States across the country are in a financial mess. Desperate to balance the books they are raising taxes, reassessing property values, and finding any way they can to collect more dollars from their citizens as well as the companies that do business within their respective borders. The latest trend in garnering more revenue is not really new. What is new is how some states are trying to define businesses.

Typically a state can charge tax on any goods or services sold within their borders IF that business has a physical presence in the state. Therefore a company like Amazon would have to collect taxes on goods and services sold in Washington, where they are headquartered, but sales in all other states had no tax. Tax free shopping is one thing that made Amazon so popular. In comparison, Barnes & Noble, with physical stores in many states would have to collect tax on Internet sales in all of those states.

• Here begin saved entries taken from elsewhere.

//! HTTP server setup and configuration.
//!
//! # Responsibilities
//! - Create the Axum router with all handlers
//! - Wire up middleware (request ID, tracing, timeout, metrics)
//! - Bind the server to a listener and shut down on signal

use axum::{
    body::Body,
    extract::{MatchedPath, Request},
    middleware::{self, Next},
    response::Response,
    routing::get,
    Router,
};
use std::time::Duration;
use tokio::net::TcpListener;
use tokio::sync::broadcast;
use tower::ServiceBuilder;
use tower_http::{
    request_id::{MakeRequestUuid, PropagateRequestIdLayer, SetRequestIdLayer},
    timeout::TimeoutLayer,
    trace::TraceLayer,
};

use crate::config::ServerConfig;
use crate::http::handlers;
use crate::minting::MintService;
use crate::observability::metrics;
use crate::users::UserService;

/// Application state injected into handlers.
#[derive(Clone, Debug)]
pub struct AppState {
    pub users: UserService,
    pub minter: MintService,
}

/// HTTP server for the minting service.
pub struct HttpServer {
    router: Router,
}

impl HttpServer {
    pub fn new(config: &ServerConfig, state: AppState) -> Self {
        Self {
            router: Self::build_router(config, state),
        }
    }

    /// Build the Axum router with all middleware layers.
    #[allow(deprecated)]
    pub fn build_router(config: &ServerConfig, state: AppState) -> Router {
        Router::new()
            .route("/", get(handlers::root))
            .route("/signInUser", get(handlers::sign_in_user))
            .route("/mint", get(handlers::mint))
            .with_state(state)
            .layer(middleware::from_fn(track_requests))
            .layer(
                ServiceBuilder::new()
                    .layer(SetRequestIdLayer::x_request_id(MakeRequestUuid))
                    .layer(TraceLayer::new_for_http())
                    .layer(PropagateRequestIdLayer::x_request_id())
                    .layer(TimeoutLayer::new(Duration::from_secs(
                        config.request_timeout_secs,
                    ))),
            )
    }

    /// Serve on `listener` until a shutdown signal is broadcast.
    pub async fn run(
        self,
        listener: TcpListener,
        mut shutdown: broadcast::Receiver<()>,
    ) -> Result<(), std::io::Error> {
        let addr = listener.local_addr()?;
        tracing::info!(address = %addr, "HTTP server starting");

        axum::serve(listener, self.router)
            .with_graceful_shutdown(async move {
                let _ = shutdown.recv().await;
                tracing::info!("Shutdown signal received");
            })
            .await?;

        tracing::info!("HTTP server stopped");
        Ok(())
    }
}

/// Metric label for a request: the route template, so unknown paths share
/// one series.
fn route_label(request: &Request<Body>) -> String {
    request
        .extensions()
        .get::<MatchedPath>()
        .map(|path| path.as_str().to_string())
        .unwrap_or_else(|| "unmatched".to_string())
}

async fn track_requests(request: Request<Body>, next: Next) -> Response {
    let route = route_label(&request);
    let response = next.run(request).await;
    metrics::record_http_request(&route, response.status().as_u16());
    response
}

We have all lived under this system for quite some time. We have even gotten used to it. What is changing now is the definition of a physical presence. Illinois is proposing that affiliates of companies constitute a physical presence and thus Amazon tax on the purchase of goods and services are subject to taxation. Thus, if a website owner lives in Illinois and has Amazon banner ads on her website, Illinois will require a 6.25% sales tax be collected.

Amazon feels so strongly about the issue that they are canceling all affiliate programs in Illinois. Should the trend of states wanting taxes continue we could well see many national companies changing their affiliate programs substantially. This could include Sirius XM, which has affiliate programs themselves (SiriusBuzz does not participate in any Sirius XM affiliate programs).

The irony is that most states would not have to enact new laws to collect taxes, and technically they can say this is not a new tax. They simply need to change the definition of what a business is within their borders to get the cash rolling in. As usual, the costs, or taxes, would simply be passed on to the consumer. However, to remain competitive it could mean that affiliates will see less commission as the national companies try to keep prices in check. It could also mean that companies could do business differently in one state vs. another, or forgo some states altogether.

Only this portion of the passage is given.